The input Start Marker
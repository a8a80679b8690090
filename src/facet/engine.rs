//! Filter engine.
//!
//! A pure function of (rows, filter state). Every predicate is evaluated for
//! every row in a single pass; there is no index and no memo, the filtered
//! set is recomputed in full on every selection change.

use crate::dataset::FacetDef;
use crate::facet::state::FilterState;

/// Whether one row passes the year range and every present facet.
#[inline]
pub fn row_passes<R>(
    row: &R,
    year: i32,
    facets: &[FacetDef<R>],
    state: &FilterState,
) -> bool {
    if !state.years.contains(year) {
        return false;
    }
    facets.iter().all(|facet| match state.selection(facet.key) {
        Some(sel) => sel.admits((facet.value)(row)),
        None => true,
    })
}

/// Rows passing all active predicates, in input order.
pub fn filter_rows<'a, R, T>(
    rows: &'a [R],
    temporal: T,
    facets: &[FacetDef<R>],
    state: &FilterState,
) -> Vec<&'a R>
where
    T: Fn(&R) -> i32,
{
    crate::profile_scope!("filter_rows");
    rows.iter()
        .filter(|row| row_passes(*row, temporal(*row), facets, state))
        .collect()
}
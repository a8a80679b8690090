//! Top-N ranking with stable tie-breaking.

use crate::aggregate::group::GroupedSeries;
use std::cmp::Ordering;
use std::hash::Hash;

/// Sort entries descending by value and keep the first `n`, skipping any
/// entry for which `exclude` holds.
///
/// The sort is stable: equal values keep their original order.
pub fn rank_top_n<K, I, P>(entries: I, n: usize, exclude: P) -> Vec<(K, f64)>
where
    I: IntoIterator<Item = (K, f64)>,
    P: Fn(&K, f64) -> bool,
{
    let mut ranked: Vec<(K, f64)> = entries.into_iter().collect();
    ranked.sort_by(|a, b| b.1.partial_cmp(&a.1).unwrap_or(Ordering::Equal));
    ranked
        .into_iter()
        .filter(|(k, v)| !exclude(k, *v))
        .take(n)
        .collect()
}

impl<K: Eq + Hash + Clone> GroupedSeries<K> {
    /// The `n` largest groups, ties in insertion order.
    pub fn top_n(&self, n: usize) -> Vec<(K, f64)> {
        rank_top_n(self.entries().iter().cloned(), n, |_, _| false)
    }

    /// The `n` largest groups whose key does not match `exclude`.
    pub fn top_n_excluding<P>(&self, n: usize, exclude: P) -> Vec<(K, f64)>
    where
        P: Fn(&K) -> bool,
    {
        rank_top_n(self.entries().iter().cloned(), n, |k, _| exclude(k))
    }
}

/// Whether a category label is empty and should stay out of rankings.
pub fn is_blank_label<S: AsRef<str>>(label: &S) -> bool {
    label.as_ref().trim().is_empty()
}
//! Monitor configuration
//!
//! Every field has a default, so an empty JSON object is a valid config.

use crate::error::{Result, WatchError};
use crate::types::Decision;
use serde::{Deserialize, Serialize};
use std::path::{Path, PathBuf};

/// Overrides the scoring service base URL
pub const ENV_SCORING_URL: &str = "PERMWATCH_SCORING_URL";

/// Overrides the state file path
pub const ENV_STATE_PATH: &str = "PERMWATCH_STATE_PATH";

/// Default activity log capacity
pub const DEFAULT_CAPACITY: usize = 500;

/// Top-level configuration
#[derive(Debug, Clone, Serialize, Deserialize)]
#[serde(default, rename_all = "camelCase")]
pub struct WatchConfig {
    pub scoring: ScoringConfig,
    pub store: StoreConfig,
    pub confirmation: ConfirmationConfig,
    pub relay: RelayConfig,
    /// Initial monitoring flag when no persisted state exists
    pub monitoring_enabled: bool,
}

impl Default for WatchConfig {
    fn default() -> Self {
        Self {
            scoring: ScoringConfig::default(),
            store: StoreConfig::default(),
            confirmation: ConfirmationConfig::default(),
            relay: RelayConfig::default(),
            monitoring_enabled: true,
        }
    }
}

impl WatchConfig {
    /// Parse a JSON configuration string
    pub fn from_json(content: &str) -> Result<Self> {
        let config: WatchConfig = serde_json::from_str(content)
            .map_err(|e| WatchError::Config(format!("Failed to parse config: {}", e)))?;
        config.validate()?;
        Ok(config)
    }

    /// Load configuration from a JSON file
    pub fn load(path: impl AsRef<Path>) -> Result<Self> {
        let path = path.as_ref();
        let content = std::fs::read_to_string(path).map_err(|e| {
            WatchError::Config(format!(
                "Failed to read config file {}: {}",
                path.display(),
                e
            ))
        })?;
        Self::from_json(&content)
    }

    /// Apply `PERMWATCH_*` environment overrides
    pub fn apply_env(mut self) -> Self {
        if let Ok(url) = std::env::var(ENV_SCORING_URL) {
            if !url.trim().is_empty() {
                self.scoring.base_url = url;
            }
        }
        if let Ok(path) = std::env::var(ENV_STATE_PATH) {
            if !path.trim().is_empty() {
                self.store.state_path = Some(PathBuf::from(path));
            }
        }
        self
    }

    pub fn validate(&self) -> Result<()> {
        if self.scoring.base_url.trim().is_empty() {
            return Err(WatchError::Config("scoring.baseUrl must not be empty".to_string()));
        }
        if self.scoring.timeout_secs == 0 {
            return Err(WatchError::Config("scoring.timeoutSecs must be > 0".to_string()));
        }
        if self.store.capacity == 0 {
            return Err(WatchError::Config("store.capacity must be > 0".to_string()));
        }
        if self.confirmation.timeout_secs == 0 {
            return Err(WatchError::Config(
                "confirmation.timeoutSecs must be > 0".to_string(),
            ));
        }
        if self.relay.buffer == 0 {
            return Err(WatchError::Config("relay.buffer must be > 0".to_string()));
        }
        Ok(())
    }
}

/// Scoring service connection
#[derive(Debug, Clone, Serialize, Deserialize)]
#[serde(default, rename_all = "camelCase")]
pub struct ScoringConfig {
    pub base_url: String,
    /// Bound on one classification round trip
    pub timeout_secs: u64,
}

impl Default for ScoringConfig {
    fn default() -> Self {
        Self {
            base_url: "http://localhost:8000".to_string(),
            timeout_secs: 5,
        }
    }
}

/// Activity store settings
#[derive(Debug, Clone, Serialize, Deserialize)]
#[serde(default, rename_all = "camelCase")]
pub struct StoreConfig {
    pub capacity: usize,
    /// JSON state file; in-memory state when unset
    #[serde(skip_serializing_if = "Option::is_none")]
    pub state_path: Option<PathBuf>,
}

impl Default for StoreConfig {
    fn default() -> Self {
        Self {
            capacity: DEFAULT_CAPACITY,
            state_path: None,
        }
    }
}

/// Confirmation protocol settings
#[derive(Debug, Clone, Serialize, Deserialize)]
#[serde(default, rename_all = "camelCase")]
pub struct ConfirmationConfig {
    pub timeout_secs: u64,
    /// Decision applied when a confirmation times out or faults
    pub fallback: Decision,
}

impl Default for ConfirmationConfig {
    fn default() -> Self {
        Self {
            timeout_secs: 120,
            fallback: Decision::Deny,
        }
    }
}

/// Relay channel settings
#[derive(Debug, Clone, Serialize, Deserialize)]
#[serde(default, rename_all = "camelCase")]
pub struct RelayConfig {
    /// Bounded channel capacity per boundary
    pub buffer: usize,
    /// Round-trip every message through JSON
    pub serialized: bool,
}

impl Default for RelayConfig {
    fn default() -> Self {
        Self {
            buffer: 256,
            serialized: true,
        }
    }
}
The input End Marker
* **What you should do**:
Check every line of the entries above, and copy those that carry the string "match".

* **Finished exercise**:
    facets.iter().all(|facet| match state.selection(facet.key) {
    /// The `n` largest groups whose key does not match `exclude`.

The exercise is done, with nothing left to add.